-------- Available records
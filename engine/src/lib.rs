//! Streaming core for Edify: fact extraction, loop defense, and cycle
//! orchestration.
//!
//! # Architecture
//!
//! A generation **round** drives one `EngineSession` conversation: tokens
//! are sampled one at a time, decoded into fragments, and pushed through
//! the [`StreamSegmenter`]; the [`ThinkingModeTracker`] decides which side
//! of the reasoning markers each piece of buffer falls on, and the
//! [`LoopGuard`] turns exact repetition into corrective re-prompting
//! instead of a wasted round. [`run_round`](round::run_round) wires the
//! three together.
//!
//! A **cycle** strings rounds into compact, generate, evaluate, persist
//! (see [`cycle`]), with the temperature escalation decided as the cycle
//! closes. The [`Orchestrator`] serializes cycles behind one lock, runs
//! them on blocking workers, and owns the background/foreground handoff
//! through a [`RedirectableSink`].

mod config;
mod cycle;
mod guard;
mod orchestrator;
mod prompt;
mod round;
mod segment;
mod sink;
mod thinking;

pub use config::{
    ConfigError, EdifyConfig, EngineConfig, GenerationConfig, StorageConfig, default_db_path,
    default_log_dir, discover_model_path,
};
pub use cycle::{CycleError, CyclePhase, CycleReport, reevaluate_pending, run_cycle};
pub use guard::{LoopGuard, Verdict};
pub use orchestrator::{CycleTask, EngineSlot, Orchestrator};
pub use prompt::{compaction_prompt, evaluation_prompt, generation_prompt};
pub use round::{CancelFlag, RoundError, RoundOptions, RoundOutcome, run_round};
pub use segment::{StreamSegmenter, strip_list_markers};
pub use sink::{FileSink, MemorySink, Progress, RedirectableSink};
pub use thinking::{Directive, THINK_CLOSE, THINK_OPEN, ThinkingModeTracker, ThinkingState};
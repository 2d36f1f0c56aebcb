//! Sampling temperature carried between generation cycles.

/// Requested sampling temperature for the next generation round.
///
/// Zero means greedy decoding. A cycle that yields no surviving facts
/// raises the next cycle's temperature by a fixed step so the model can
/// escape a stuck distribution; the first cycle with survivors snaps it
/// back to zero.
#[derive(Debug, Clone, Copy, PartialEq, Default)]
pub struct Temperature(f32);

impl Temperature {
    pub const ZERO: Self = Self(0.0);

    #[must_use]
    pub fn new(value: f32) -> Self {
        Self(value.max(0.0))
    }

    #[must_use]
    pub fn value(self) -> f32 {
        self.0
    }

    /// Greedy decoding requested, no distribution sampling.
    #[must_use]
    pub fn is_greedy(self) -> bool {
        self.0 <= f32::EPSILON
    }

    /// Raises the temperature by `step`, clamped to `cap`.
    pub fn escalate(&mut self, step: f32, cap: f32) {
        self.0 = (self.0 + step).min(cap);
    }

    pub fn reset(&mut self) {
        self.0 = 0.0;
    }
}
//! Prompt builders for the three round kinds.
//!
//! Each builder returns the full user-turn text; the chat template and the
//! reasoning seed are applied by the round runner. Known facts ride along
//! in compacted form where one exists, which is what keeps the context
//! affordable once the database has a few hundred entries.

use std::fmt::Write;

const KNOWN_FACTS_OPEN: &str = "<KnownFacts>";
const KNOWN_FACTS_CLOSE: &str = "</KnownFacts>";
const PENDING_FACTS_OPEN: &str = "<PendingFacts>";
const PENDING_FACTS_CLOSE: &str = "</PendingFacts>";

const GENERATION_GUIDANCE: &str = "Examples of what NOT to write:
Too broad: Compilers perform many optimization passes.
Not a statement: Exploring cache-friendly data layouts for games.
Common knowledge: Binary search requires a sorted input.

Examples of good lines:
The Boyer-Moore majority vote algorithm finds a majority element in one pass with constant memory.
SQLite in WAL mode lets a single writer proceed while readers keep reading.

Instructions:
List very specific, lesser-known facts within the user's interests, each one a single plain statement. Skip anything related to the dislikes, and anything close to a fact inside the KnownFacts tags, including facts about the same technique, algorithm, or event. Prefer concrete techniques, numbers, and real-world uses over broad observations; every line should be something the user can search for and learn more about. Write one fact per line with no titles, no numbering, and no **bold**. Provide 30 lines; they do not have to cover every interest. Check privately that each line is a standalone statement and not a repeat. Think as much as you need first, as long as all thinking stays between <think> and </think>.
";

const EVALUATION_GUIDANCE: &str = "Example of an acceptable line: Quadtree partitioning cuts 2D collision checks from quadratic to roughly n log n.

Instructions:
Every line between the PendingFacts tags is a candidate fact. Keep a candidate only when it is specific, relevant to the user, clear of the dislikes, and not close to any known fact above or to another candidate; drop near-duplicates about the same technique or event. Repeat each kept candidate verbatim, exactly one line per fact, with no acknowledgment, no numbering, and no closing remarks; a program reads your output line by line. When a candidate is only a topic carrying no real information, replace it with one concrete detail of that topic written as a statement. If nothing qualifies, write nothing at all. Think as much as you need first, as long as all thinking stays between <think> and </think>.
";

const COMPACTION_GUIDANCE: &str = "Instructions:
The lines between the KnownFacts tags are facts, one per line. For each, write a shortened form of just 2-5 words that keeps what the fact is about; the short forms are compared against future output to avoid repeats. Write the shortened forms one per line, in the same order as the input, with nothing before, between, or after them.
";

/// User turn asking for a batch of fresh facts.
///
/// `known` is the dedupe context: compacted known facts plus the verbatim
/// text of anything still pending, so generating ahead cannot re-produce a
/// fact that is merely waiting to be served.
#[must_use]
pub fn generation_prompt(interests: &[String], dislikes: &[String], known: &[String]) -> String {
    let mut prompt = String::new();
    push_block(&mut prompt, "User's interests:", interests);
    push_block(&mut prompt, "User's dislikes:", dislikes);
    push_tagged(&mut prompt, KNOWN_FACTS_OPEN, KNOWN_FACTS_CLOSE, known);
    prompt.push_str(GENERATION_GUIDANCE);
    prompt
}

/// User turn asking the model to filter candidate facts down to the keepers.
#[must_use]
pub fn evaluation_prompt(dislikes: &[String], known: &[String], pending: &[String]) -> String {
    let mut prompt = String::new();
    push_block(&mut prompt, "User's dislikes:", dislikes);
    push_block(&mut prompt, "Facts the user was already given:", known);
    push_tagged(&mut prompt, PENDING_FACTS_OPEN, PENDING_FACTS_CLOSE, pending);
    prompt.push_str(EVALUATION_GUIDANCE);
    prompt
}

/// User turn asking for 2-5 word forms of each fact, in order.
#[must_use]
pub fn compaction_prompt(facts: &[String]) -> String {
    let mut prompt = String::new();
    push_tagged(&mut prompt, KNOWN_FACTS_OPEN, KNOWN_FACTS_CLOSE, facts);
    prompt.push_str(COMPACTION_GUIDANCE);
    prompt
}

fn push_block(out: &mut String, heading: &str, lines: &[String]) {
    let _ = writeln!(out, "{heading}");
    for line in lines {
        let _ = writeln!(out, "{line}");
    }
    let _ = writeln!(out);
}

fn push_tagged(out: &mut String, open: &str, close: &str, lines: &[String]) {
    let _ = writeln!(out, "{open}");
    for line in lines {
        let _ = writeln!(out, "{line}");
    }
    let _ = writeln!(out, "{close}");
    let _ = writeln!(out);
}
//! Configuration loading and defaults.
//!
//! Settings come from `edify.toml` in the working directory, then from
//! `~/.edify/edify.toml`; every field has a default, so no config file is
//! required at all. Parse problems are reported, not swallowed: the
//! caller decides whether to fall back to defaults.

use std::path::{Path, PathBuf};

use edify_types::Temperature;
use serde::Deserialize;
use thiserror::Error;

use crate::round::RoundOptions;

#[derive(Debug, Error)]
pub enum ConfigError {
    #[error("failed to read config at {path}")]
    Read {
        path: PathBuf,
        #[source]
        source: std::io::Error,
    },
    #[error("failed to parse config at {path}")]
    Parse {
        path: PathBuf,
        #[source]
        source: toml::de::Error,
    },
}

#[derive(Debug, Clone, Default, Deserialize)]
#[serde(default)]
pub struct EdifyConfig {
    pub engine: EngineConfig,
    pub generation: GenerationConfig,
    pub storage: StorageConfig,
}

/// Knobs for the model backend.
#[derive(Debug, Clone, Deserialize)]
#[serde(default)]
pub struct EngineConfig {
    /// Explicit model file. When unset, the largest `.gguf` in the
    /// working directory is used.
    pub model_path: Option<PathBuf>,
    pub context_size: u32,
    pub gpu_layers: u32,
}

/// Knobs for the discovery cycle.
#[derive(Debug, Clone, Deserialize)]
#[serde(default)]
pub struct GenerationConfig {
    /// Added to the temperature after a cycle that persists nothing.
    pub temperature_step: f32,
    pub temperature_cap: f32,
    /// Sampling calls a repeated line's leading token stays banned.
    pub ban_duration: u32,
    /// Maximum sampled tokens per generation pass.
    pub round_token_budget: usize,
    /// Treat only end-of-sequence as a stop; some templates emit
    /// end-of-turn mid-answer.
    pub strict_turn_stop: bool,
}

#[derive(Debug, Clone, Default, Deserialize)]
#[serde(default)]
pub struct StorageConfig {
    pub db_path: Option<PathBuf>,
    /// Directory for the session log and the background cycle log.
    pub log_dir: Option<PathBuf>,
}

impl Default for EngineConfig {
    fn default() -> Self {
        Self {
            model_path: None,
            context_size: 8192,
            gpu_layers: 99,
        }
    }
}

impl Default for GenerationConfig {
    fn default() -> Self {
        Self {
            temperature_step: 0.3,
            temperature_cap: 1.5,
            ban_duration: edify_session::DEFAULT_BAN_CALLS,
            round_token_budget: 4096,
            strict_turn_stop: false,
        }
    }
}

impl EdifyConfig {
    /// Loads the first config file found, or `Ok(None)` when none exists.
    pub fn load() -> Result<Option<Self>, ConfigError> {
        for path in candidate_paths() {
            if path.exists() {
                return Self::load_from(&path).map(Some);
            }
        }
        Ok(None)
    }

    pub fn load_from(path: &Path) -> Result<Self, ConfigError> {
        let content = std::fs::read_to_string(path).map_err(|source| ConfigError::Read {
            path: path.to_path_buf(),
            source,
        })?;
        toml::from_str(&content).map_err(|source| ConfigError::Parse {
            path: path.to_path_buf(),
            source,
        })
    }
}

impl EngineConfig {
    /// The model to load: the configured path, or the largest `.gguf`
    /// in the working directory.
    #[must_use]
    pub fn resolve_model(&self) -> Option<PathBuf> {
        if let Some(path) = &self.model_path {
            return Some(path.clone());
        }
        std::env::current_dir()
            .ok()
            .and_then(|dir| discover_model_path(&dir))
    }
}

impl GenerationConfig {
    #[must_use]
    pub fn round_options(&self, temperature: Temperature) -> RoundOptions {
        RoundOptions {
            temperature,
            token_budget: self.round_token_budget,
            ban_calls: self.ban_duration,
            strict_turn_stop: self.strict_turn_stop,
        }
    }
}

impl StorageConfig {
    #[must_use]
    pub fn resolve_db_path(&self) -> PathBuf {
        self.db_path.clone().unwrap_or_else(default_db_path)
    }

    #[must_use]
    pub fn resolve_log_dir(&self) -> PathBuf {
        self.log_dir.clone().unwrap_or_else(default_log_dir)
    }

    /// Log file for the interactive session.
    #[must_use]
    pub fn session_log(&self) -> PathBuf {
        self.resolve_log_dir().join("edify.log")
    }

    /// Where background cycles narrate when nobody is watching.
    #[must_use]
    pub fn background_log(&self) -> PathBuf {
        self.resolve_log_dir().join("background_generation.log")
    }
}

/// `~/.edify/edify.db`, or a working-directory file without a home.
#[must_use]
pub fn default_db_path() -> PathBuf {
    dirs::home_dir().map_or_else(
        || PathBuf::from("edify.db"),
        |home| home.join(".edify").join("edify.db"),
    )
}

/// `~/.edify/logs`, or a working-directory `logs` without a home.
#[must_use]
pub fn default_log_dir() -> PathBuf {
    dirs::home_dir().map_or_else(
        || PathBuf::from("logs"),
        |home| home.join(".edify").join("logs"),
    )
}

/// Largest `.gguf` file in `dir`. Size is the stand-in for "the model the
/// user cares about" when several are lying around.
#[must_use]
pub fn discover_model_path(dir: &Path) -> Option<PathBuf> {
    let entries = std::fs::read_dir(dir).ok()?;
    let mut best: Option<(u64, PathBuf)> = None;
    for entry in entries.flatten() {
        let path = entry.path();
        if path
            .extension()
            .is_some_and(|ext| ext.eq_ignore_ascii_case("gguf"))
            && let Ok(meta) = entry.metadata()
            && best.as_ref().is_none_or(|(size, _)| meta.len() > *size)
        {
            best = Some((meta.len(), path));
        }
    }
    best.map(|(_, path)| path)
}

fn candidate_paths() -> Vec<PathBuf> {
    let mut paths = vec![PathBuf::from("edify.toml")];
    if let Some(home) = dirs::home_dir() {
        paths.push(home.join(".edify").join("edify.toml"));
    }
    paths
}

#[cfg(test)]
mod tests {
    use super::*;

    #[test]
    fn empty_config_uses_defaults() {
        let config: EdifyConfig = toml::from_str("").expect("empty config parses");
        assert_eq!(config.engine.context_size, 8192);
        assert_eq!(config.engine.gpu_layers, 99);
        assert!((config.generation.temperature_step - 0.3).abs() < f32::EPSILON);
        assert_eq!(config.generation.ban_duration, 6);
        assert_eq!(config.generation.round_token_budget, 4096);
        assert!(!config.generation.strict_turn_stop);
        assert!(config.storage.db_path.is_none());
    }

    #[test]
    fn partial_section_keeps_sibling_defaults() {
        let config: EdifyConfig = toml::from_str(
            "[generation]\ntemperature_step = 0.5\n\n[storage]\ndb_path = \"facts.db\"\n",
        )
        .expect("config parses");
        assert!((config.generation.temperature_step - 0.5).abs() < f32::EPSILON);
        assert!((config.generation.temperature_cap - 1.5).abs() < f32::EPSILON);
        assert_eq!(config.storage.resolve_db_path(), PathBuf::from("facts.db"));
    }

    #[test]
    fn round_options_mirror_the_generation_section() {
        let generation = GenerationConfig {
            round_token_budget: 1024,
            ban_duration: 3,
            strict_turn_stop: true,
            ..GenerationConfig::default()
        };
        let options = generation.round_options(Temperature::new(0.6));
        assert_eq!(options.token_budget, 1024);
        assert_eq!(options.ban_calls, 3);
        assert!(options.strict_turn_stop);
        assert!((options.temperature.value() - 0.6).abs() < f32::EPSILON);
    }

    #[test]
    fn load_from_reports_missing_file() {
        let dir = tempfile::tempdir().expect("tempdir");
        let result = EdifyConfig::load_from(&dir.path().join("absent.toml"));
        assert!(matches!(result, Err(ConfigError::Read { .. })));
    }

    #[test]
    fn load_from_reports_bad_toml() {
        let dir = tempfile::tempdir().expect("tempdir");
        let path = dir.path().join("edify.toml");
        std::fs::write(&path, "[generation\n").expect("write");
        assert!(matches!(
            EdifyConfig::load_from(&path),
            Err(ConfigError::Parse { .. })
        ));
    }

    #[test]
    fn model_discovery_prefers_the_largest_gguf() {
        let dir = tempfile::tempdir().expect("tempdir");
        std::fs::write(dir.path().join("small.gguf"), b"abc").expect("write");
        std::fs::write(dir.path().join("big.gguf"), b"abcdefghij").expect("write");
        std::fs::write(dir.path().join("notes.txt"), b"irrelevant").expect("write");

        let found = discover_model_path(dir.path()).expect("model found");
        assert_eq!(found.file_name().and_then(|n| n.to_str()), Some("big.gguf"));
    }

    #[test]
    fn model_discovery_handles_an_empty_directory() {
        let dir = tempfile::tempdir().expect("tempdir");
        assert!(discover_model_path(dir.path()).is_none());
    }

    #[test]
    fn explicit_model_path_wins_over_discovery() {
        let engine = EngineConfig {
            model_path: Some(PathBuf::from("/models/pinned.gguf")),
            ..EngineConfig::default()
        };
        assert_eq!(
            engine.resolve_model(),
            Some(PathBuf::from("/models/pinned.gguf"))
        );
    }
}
----------------
**Activity**
Check each line of the data above for the word "impl", then state how many lines have it. Give the number alone.

**Problem solution**
7